> **Task prompt**
Find the line in the entries below that contains "type Device: OverlayDevice;". Repeat it exactly, and every line after it through the line that contains "of logging it.".

★ ★ ★ ★

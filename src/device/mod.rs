// SPDX-License-Identifier: Apache-2.0
// Copyright (c) 2025 Au-Zone Technologies. All Rights Reserved.

//! Overlay pipe device abstraction.
//!
//! An [`OverlayDevice`] is one opened video output node with an overlay
//! window. The control and data sides both program the same node, each
//! through its own descriptor. [`OverlayBackend`] opens nodes by pipe or
//! adopts a descriptor received through an overlay handle.
//!
//! Two backends are provided: [`v4l2`] drives real hardware through the
//! kernel ioctl interface, [`sim`] keeps everything in memory for tests and
//! for running the demo on machines without an overlay capable display.

pub mod sim;
pub mod v4l2;

use crate::{
    format::FourCC,
    geometry::{Rect, Rotation},
};
use libc::{c_void, mmap, munmap, MAP_SHARED, PROT_READ, PROT_WRITE};
use nix::errno::Errno;
use serde::{Deserialize, Serialize};
use std::{
    fmt, io,
    os::fd::{AsFd, AsRawFd, OwnedFd},
    ptr::{null_mut, NonNull},
    slice::{from_raw_parts, from_raw_parts_mut},
};
use tracing::{trace, warn};

/// Result of a single hardware request.
pub type DeviceResult<T> = std::result::Result<T, Errno>;

/// The two overlay pipes of the display controller.
#[derive(Debug, Clone, Copy, PartialEq, Eq, Hash, Serialize, Deserialize)]
pub enum Pipe {
    Video1,
    Video2,
}

impl Pipe {
    pub const ALL: [Pipe; 2] = [Pipe::Video1, Pipe::Video2];

    pub const fn index(self) -> usize {
        match self {
            Pipe::Video1 => 0,
            Pipe::Video2 => 1,
        }
    }
}

impl fmt::Display for Pipe {
    fn fmt(&self, f: &mut fmt::Formatter) -> fmt::Result {
        match self {
            Pipe::Video1 => write!(f, "video1"),
            Pipe::Video2 => write!(f, "video2"),
        }
    }
}

/// Allocation attributes for the buffer pool.
#[derive(Debug, Clone, Copy, PartialEq, Eq)]
pub struct BufferAttrs {
    pub cacheable: bool,
    pub coherent: bool,
}

impl Default for BufferAttrs {
    fn default() -> Self {
        Self {
            cacheable: true,
            coherent: false,
        }
    }
}

/// Driver view of one buffer of the pool.
#[derive(Debug, Clone, Copy, PartialEq, Eq)]
pub struct BufferInfo {
    pub index: u32,
    /// Offset to pass to `mmap` on the device descriptor.
    pub offset: u32,
    pub length: u32,
    pub queued: bool,
    pub done: bool,
}

/// One opened overlay pipe.
///
/// Every request maps one to one onto a driver call and reports the driver's
/// errno untouched; sequencing and state tracking belong to the callers.
pub trait OverlayDevice: AsFd + Send {
    /// Sets the input frame size and pixel format.
    fn init(&self, width: u32, height: u32, format: FourCC) -> DeviceResult<()>;

    fn rotation(&self) -> DeviceResult<Rotation>;
    fn set_rotation(&self, rotation: Rotation) -> DeviceResult<()>;

    /// Horizontal mirroring of the scanned out image.
    fn set_mirror(&self, mirror: bool) -> DeviceResult<()>;

    /// Region of the input frame shown in the window.
    fn crop(&self) -> DeviceResult<Rect>;
    fn set_crop(&self, crop: Rect) -> DeviceResult<()>;

    /// Output window in device coordinates.
    fn position(&self) -> DeviceResult<Rect>;
    fn set_position(&self, window: Rect) -> DeviceResult<()>;

    fn set_colorkey(&self, enable: bool) -> DeviceResult<()>;

    /// Allocates the buffer pool, returning the number of buffers granted.
    fn request_buffers(&self, count: u32, attrs: BufferAttrs) -> DeviceResult<u32>;
    fn query_buffer(&self, index: u32) -> DeviceResult<BufferInfo>;
    fn queue_buffer(&self, index: u32) -> DeviceResult<()>;
    fn dequeue_buffer(&self) -> DeviceResult<u32>;

    fn stream_on(&self) -> DeviceResult<()>;
    fn stream_off(&self) -> DeviceResult<()>;

    /// Maps buffer `index` of the pool into this process.
    fn map_buffer(&self, index: u32) -> io::Result<MappedBuffer> {
        let info = self.query_buffer(index)?;
        MappedBuffer::new(self, info)
    }
}

/// Opens overlay pipes.
pub trait OverlayBackend {
    type Device: OverlayDevice;

    /// Opens the node behind `pipe`.
    fn open(&self, pipe: Pipe) -> DeviceResult<Self::Device>;

    /// Wraps a descriptor received from the other side.
    fn adopt(&self, fd: OwnedFd) -> DeviceResult<Self::Device>;
}

/// A buffer of the pool mapped into this process.
///
/// The mapping is released by [`MappedBuffer::unmap`] or on drop.
pub struct MappedBuffer {
    ptr: NonNull<u8>,
    len: usize,
    offset: u32,
}

// SAFETY: the mapping is plain shared memory owned by this value.
unsafe impl Send for MappedBuffer {}

impl MappedBuffer {
    fn new(fd: &(impl AsFd + ?Sized), info: BufferInfo) -> io::Result<Self> {
        let len = info.length as usize;
        if len == 0 {
            return Err(io::Error::new(
                io::ErrorKind::InvalidInput,
                "zero length buffer",
            ));
        }
        let ptr = unsafe {
            mmap(
                null_mut(),
                len,
                PROT_READ | PROT_WRITE,
                MAP_SHARED,
                fd.as_fd().as_raw_fd(),
                info.offset as libc::off_t,
            )
        };
        if ptr == libc::MAP_FAILED {
            return Err(io::Error::last_os_error());
        }
        let ptr = NonNull::new(ptr.cast::<u8>())
            .ok_or_else(|| io::Error::other("mmap returned null"))?;
        trace!("mapped buffer {} at {:p} len={len}", info.index, ptr);
        Ok(Self {
            ptr,
            len,
            offset: info.offset,
        })
    }

    pub fn as_ptr(&self) -> NonNull<u8> {
        self.ptr
    }

    pub fn len(&self) -> usize {
        self.len
    }

    pub fn is_empty(&self) -> bool {
        self.len == 0
    }

    pub fn offset(&self) -> u32 {
        self.offset
    }

    pub fn as_slice(&self) -> &[u8] {
        unsafe { from_raw_parts(self.ptr.as_ptr(), self.len) }
    }

    pub fn as_slice_mut(&mut self) -> &mut [u8] {
        unsafe { from_raw_parts_mut(self.ptr.as_ptr(), self.len) }
    }

    /// Releases the mapping, reporting failure instead of logging it.
    pub fn unmap(self) -> io::Result<()> {
        let this = std::mem::ManuallyDrop::new(self);
        match unsafe { munmap(this.ptr.as_ptr().cast::<c_void>(), this.len) } {
            0 => Ok(()),
            _ => Err(io::Error::last_os_error()),
        }
    }
}

impl fmt::Debug for MappedBuffer {
    fn fmt(&self, f: &mut fmt::Formatter) -> fmt::Result {
        f.debug_struct("MappedBuffer")
            .field("ptr", &self.ptr)
            .field("len", &self.len)
            .field("offset", &self.offset)
            .finish()
    }
}

impl Drop for MappedBuffer {
    fn drop(&mut self) {
        if unsafe { munmap(self.ptr.as_ptr().cast::<c_void>(), self.len) } != 0 {
            warn!("unmap failed: {}", io::Error::last_os_error());
        }
    }
}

★ ★ ★ ★

> **Problem solution**
    type Device: OverlayDevice;

    /// Opens the node behind `pipe`.
    fn open(&self, pipe: Pipe) -> DeviceResult<Self::Device>;

    /// Wraps a descriptor received from the other side.
    fn adopt(&self, fd: OwnedFd) -> DeviceResult<Self::Device>;
}

/// A buffer of the pool mapped into this process.
///
/// The mapping is released by [`MappedBuffer::unmap`] or on drop.
pub struct MappedBuffer {
    ptr: NonNull<u8>,
    len: usize,
    offset: u32,
}

// SAFETY: the mapping is plain shared memory owned by this value.
unsafe impl Send for MappedBuffer {}

impl MappedBuffer {
    fn new(fd: &(impl AsFd + ?Sized), info: BufferInfo) -> io::Result<Self> {
        let len = info.length as usize;
        if len == 0 {
            return Err(io::Error::new(
                io::ErrorKind::InvalidInput,
                "zero length buffer",
            ));
        }
        let ptr = unsafe {
            mmap(
                null_mut(),
                len,
                PROT_READ | PROT_WRITE,
                MAP_SHARED,
                fd.as_fd().as_raw_fd(),
                info.offset as libc::off_t,
            )
        };
        if ptr == libc::MAP_FAILED {
            return Err(io::Error::last_os_error());
        }
        let ptr = NonNull::new(ptr.cast::<u8>())
            .ok_or_else(|| io::Error::other("mmap returned null"))?;
        trace!("mapped buffer {} at {:p} len={len}", info.index, ptr);
        Ok(Self {
            ptr,
            len,
            offset: info.offset,
        })
    }

    pub fn as_ptr(&self) -> NonNull<u8> {
        self.ptr
    }

    pub fn len(&self) -> usize {
        self.len
    }

    pub fn is_empty(&self) -> bool {
        self.len == 0
    }

    pub fn offset(&self) -> u32 {
        self.offset
    }

    pub fn as_slice(&self) -> &[u8] {
        unsafe { from_raw_parts(self.ptr.as_ptr(), self.len) }
    }

    pub fn as_slice_mut(&mut self) -> &mut [u8] {
        unsafe { from_raw_parts_mut(self.ptr.as_ptr(), self.len) }
    }

    /// Releases the mapping, reporting failure instead of logging it.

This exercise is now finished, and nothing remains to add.